11. Agente per l’uso secondo una qualsiasi delle rivendicazioni da 1 a 4 in cui detto agente modula/regola in modo positivo l’attività di TMEM230 e in cui detta patologia è un tumore solido in fase precoce.
12. Composizione farmaceutica per uso nel trattamento di patologie in cui è necessaria o consigliata una regolazione dell’angiogenesi comprendente un agente che modula/regola l’attività di TMEM230 come definito in una qualsiasi delle rivendicazioni da 1 a 11 e almeno un veicolante farmaceuticamente accettabile.
13. Kit farmaceutico per uso sequenziale nel trattamento di patologie in cui è necessaria o consigliata una induzione dell’angiogenesi comprendente almeno un contenitore contenente agente che regola in modo negativo l’attività di TMEM230 come definito in una qualsiasi delle rivendicazioni da 1 a 9 e almeno un contenitore comprendente un agente che regola/modula in modo positivo l’attività dei TMEM230 come definito in una qualsiasi delle rivendicazioni da 1 a 4 in cui detta patologia è patologia è scelta tra malattie croniche che inducono danni al tessuto vascolare; trauma vascolare acuto, arteriopatie degli arti inferiori, trombosi venosa profonda, le vasculopatie di Reynaud, arteriopatie croniche obliteranti, ulcere vascolari, retinopatia diabetica e tutte le complicanze vascolari del diabete incluse le arteriopatie del piede diabetico, le trombosi delle arterie retiniche, i traumi vascolari acuti, l’ischemia del miocardio il danno ischemico al miocardio, e le ischemie cuore infartuato, le patologie occlusive delle arterie cerebrali e l’infarto ischemico cerebrale, vasculopatie cerebrali, demenza di tipo arteriosclerotico legata al sistema vascolare, ischemie indotte da disturbi vascolari e nelle malattie come diabete, insufficienza arteriosa, malattie delle arterie periferiche, ictus, degenerazione vascolare indotta da invecchiamento, degenerazione maculare; nelle infiammazioni croniche tra cui artrite reumatoide, malattia di Crohn, psoriasi, endometriosi, tumori solidi in fase precoce o avanzata.

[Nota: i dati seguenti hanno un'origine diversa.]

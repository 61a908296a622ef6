// Copyright 2026 Shunt Contributors
// SPDX-License-Identifier: Apache-2.0

//! Inbound packet classification.
//!
//! The tuple index is sharded by tuple hash; a dispatcher core touches one
//! shard lock per packet and, in the steady state, only the shard its RSS
//! slice hashes into. Listener lookups are a second, read-mostly table.
//! Values are generation-counted `ConnRef`s, so the index never dangles: a
//! closed descriptor's entries fail the generation check at resolve time.

use std::collections::hash_map::DefaultHasher;
use std::collections::HashMap;
use std::hash::{Hash, Hasher};

use parking_lot::Mutex;

use shunt_net::{Ip4Addr, Protocol, RawFd, SockAddr4, SockError, SockResult};

/// The classification key: one active connection per tuple per protocol.
#[derive(Clone, Copy, Debug, PartialEq, Eq, Hash)]
pub struct AddrTuple {
    pub proto: Protocol,
    pub local: SockAddr4,
    pub remote: SockAddr4,
}

/// Generation-counted descriptor reference held by the index.
#[derive(Clone, Copy, Debug, PartialEq, Eq)]
pub struct ConnRef {
    pub fd: RawFd,
    pub gen: u32,
}

/// Result of classifying one inbound packet. Consumed exhaustively by the
/// dispatcher; there is no fourth case.
#[derive(Clone, Copy, Debug, PartialEq, Eq)]
pub enum Classify {
    /// Exact tuple match: an active connection (or a listener currently
    /// holding this tuple in its pending queue).
    Matched(ConnRef),
    /// No exact match, but a bound/listening socket covers the local side.
    MatchedListener(ConnRef),
    /// Nobody here wants it: kernel-bridge traffic.
    Unclassified,
}

/// Index mutations produced by protocol handlers while a socket slot is
/// locked; the caller applies them after releasing the slot, keeping the
/// lock order (socket slot before index shard) one-way.
#[derive(Debug, Default)]
pub struct IndexOps {
    pub add: Vec<(AddrTuple, ConnRef)>,
    pub del: Vec<AddrTuple>,
}

impl IndexOps {
    pub fn is_empty(&self) -> bool {
        self.add.is_empty() && self.del.is_empty()
    }
}

#[derive(Clone, Copy, Debug, PartialEq, Eq, Hash)]
struct ListenKey {
    proto: Protocol,
    ip: Ip4Addr,
    port: u16,
}

#[derive(Clone, Copy, Debug)]
struct ListenSlot {
    re: ConnRef,
    reuse: bool,
    /// UDP binds receive immediately; TCP binds only after `listen`.
    ready: bool,
}

pub struct TupleIndex {
    shards: Box<[Mutex<HashMap<AddrTuple, ConnRef>>]>,
    listeners: Mutex<HashMap<ListenKey, Vec<ListenSlot>>>,
}

fn hash_tuple(tuple: &AddrTuple) -> u64 {
    let mut h = DefaultHasher::new();
    tuple.hash(&mut h);
    h.finish()
}

impl TupleIndex {
    pub fn new(shards: usize) -> Self {
        let shards = shards.max(1);
        Self {
            shards: (0..shards).map(|_| Mutex::new(HashMap::new())).collect(),
            listeners: Mutex::new(HashMap::new()),
        }
    }

    fn shard(&self, tuple: &AddrTuple) -> &Mutex<HashMap<AddrTuple, ConnRef>> {
        let idx = (hash_tuple(tuple) as usize) % self.shards.len();
        &self.shards[idx]
    }

    /// Registers an exact tuple. Fails when another live connection owns it.
    pub fn insert_conn(&self, tuple: AddrTuple, re: ConnRef) -> SockResult<()> {
        let mut shard = self.shard(&tuple).lock();
        if shard.contains_key(&tuple) {
            return Err(SockError::AddrInUse);
        }
        shard.insert(tuple, re);
        Ok(())
    }

    /// Repoints an exact tuple (pending-connection promotion at accept).
    pub fn repoint_conn(&self, tuple: AddrTuple, re: ConnRef) {
        self.shard(&tuple).lock().insert(tuple, re);
    }

    pub fn remove_conn(&self, tuple: &AddrTuple) {
        self.shard(tuple).lock().remove(tuple);
    }

    /// Claims a listen key. All claimants must opt into reuse-port for the
    /// key to be shared.
    pub fn bind_listener(
        &self,
        proto: Protocol,
        local: SockAddr4,
        re: ConnRef,
        reuse: bool,
        ready: bool,
    ) -> SockResult<()> {
        let key = ListenKey { proto, ip: local.ip, port: local.port };
        let mut listeners = self.listeners.lock();
        let slots = listeners.entry(key).or_default();
        if !slots.is_empty() && !(reuse && slots.iter().all(|s| s.reuse)) {
            return Err(SockError::AddrInUse);
        }
        slots.push(ListenSlot { re, reuse, ready });
        Ok(())
    }

    /// Marks a bound TCP socket as accepting (post-`listen`).
    pub fn set_listener_ready(&self, proto: Protocol, local: SockAddr4, fd: RawFd) {
        let key = ListenKey { proto, ip: local.ip, port: local.port };
        if let Some(slots) = self.listeners.lock().get_mut(&key) {
            for slot in slots.iter_mut().filter(|s| s.re.fd == fd) {
                slot.ready = true;
            }
        }
    }

    pub fn unbind_listener(&self, proto: Protocol, local: SockAddr4, fd: RawFd) {
        let key = ListenKey { proto, ip: local.ip, port: local.port };
        let mut listeners = self.listeners.lock();
        if let Some(slots) = listeners.get_mut(&key) {
            slots.retain(|s| s.re.fd != fd);
            if slots.is_empty() {
                listeners.remove(&key);
            }
        }
    }

    /// True when any socket has claimed the (proto, ip, port) key; used for
    /// ephemeral-port allocation.
    pub fn port_claimed(&self, proto: Protocol, ip: Ip4Addr, port: u16) -> bool {
        let listeners = self.listeners.lock();
        listeners.contains_key(&ListenKey { proto, ip, port })
            || listeners.contains_key(&ListenKey { proto, ip: Ip4Addr::UNSPECIFIED, port })
    }

    /// Classifies one inbound tuple. Exact connection match beats a
    /// listener; an exact-ip listener beats a wildcard one; reuse-port
    /// groups spread by tuple hash.
    pub fn classify(&self, tuple: &AddrTuple) -> Classify {
        if let Some(re) = self.shard(tuple).lock().get(tuple) {
            return Classify::Matched(*re);
        }
        let listeners = self.listeners.lock();
        for ip in [tuple.local.ip, Ip4Addr::UNSPECIFIED] {
            let key = ListenKey { proto: tuple.proto, ip, port: tuple.local.port };
            if let Some(slots) = listeners.get(&key) {
                let ready: Vec<&ListenSlot> = slots.iter().filter(|s| s.ready).collect();
                if !ready.is_empty() {
                    let pick = (hash_tuple(tuple) as usize) % ready.len();
                    return Classify::MatchedListener(ready[pick].re);
                }
            }
        }
        Classify::Unclassified
    }
}

#[cfg(test)]
mod tests {
    use super::*;

    fn tuple(lport: u16, rport: u16) -> AddrTuple {
        AddrTuple {
            proto: Protocol::Tcp,
            local: SockAddr4::new([10, 0, 0, 1], lport),
            remote: SockAddr4::new([10, 0, 0, 2], rport),
        }
    }

    #[test]
    fn exact_match_beats_wildcard_listener() {
        let index = TupleIndex::new(4);
        let listener = ConnRef { fd: 1, gen: 0 };
        let conn = ConnRef { fd: 2, gen: 0 };
        index
            .bind_listener(
                Protocol::Tcp,
                SockAddr4::new([0, 0, 0, 0], 9000),
                listener,
                false,
                true,
            )
            .unwrap();
        index.insert_conn(tuple(9000, 5555), conn).unwrap();

        assert_eq!(index.classify(&tuple(9000, 5555)), Classify::Matched(conn));
        assert_eq!(
            index.classify(&tuple(9000, 6666)),
            Classify::MatchedListener(listener)
        );
    }

    #[test]
    fn no_match_is_unclassified() {
        let index = TupleIndex::new(2);
        assert_eq!(index.classify(&tuple(80, 1024)), Classify::Unclassified);
    }

    #[test]
    fn duplicate_tuple_rejected() {
        let index = TupleIndex::new(2);
        let re = ConnRef { fd: 3, gen: 1 };
        index.insert_conn(tuple(80, 1000), re).unwrap();
        assert_eq!(
            index.insert_conn(tuple(80, 1000), ConnRef { fd: 4, gen: 0 }),
            Err(SockError::AddrInUse)
        );
    }

    #[test]
    fn listen_key_requires_mutual_reuse() {
        let index = TupleIndex::new(2);
        let local = SockAddr4::new([10, 0, 0, 1], 7000);
        index
            .bind_listener(Protocol::Udp, local, ConnRef { fd: 1, gen: 0 }, false, true)
            .unwrap();
        assert_eq!(
            index.bind_listener(Protocol::Udp, local, ConnRef { fd: 2, gen: 0 }, true, true),
            Err(SockError::AddrInUse)
        );

        let shared = SockAddr4::new([10, 0, 0, 1], 7001);
        index
            .bind_listener(Protocol::Udp, shared, ConnRef { fd: 3, gen: 0 }, true, true)
            .unwrap();
        index
            .bind_listener(Protocol::Udp, shared, ConnRef { fd: 4, gen: 0 }, true, true)
            .unwrap();
    }

    #[test]
    fn tcp_bind_is_invisible_until_listen() {
        let index = TupleIndex::new(2);
        let local = SockAddr4::new([10, 0, 0, 1], 8080);
        let re = ConnRef { fd: 5, gen: 0 };
        index.bind_listener(Protocol::Tcp, local, re, false, false).unwrap();
        assert_eq!(index.classify(&tuple(8080, 4444)), Classify::Unclassified);

        index.set_listener_ready(Protocol::Tcp, local, 5);
        assert_eq!(
            index.classify(&tuple(8080, 4444)),
            Classify::MatchedListener(re)
        );
    }

    #[test]
    fn unbind_clears_the_key() {
        let index = TupleIndex::new(2);
        let local = SockAddr4::new([10, 0, 0, 1], 6000);
        index
            .bind_listener(Protocol::Udp, local, ConnRef { fd: 9, gen: 2 }, false, true)
            .unwrap();
        assert!(index.port_claimed(Protocol::Udp, local.ip, 6000));
        index.unbind_listener(Protocol::Udp, local, 9);
        assert!(!index.port_claimed(Protocol::Udp, local.ip, 6000));
    }
}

14. Metodo per la diagnosi di cellule tumorali circolanti o cellule metastatiche in pazienti affetti da cancro comprendente il passaggio di quantificare l’espressione di TMEM230 in un campione di sangue o di siero di un paziente affetto da cancro confrontare l’espressione di TMEM230 in detto campione rispetto a quella rilevata in un campione di controllo rappresentante i valori di espressione di TMEM230 in sangue o siero di un pool di individui sani in cui, quando l’espressione di TMEM230 nel campione del paziente analizzato è pari ad almeno 2 volte, preferibilmente 4 volte, preferibilmente 6 volte l’espressione di TMEM230 nel campione di controllo, è indicativa della presenza di cellule tumorali circolanti e/o di cellule metastatiche in detto paziente.
15. Kit per la diagnosi di metastasi in pazienti affetti da cancro comprendente uno o più reagenti per la quantificazione di TMEM230 in campioni di siero o di sangue, uno o più campioni di controllo rappresentanti i valori di espressione di TMEM230 in sangue o siero di un individuo sano.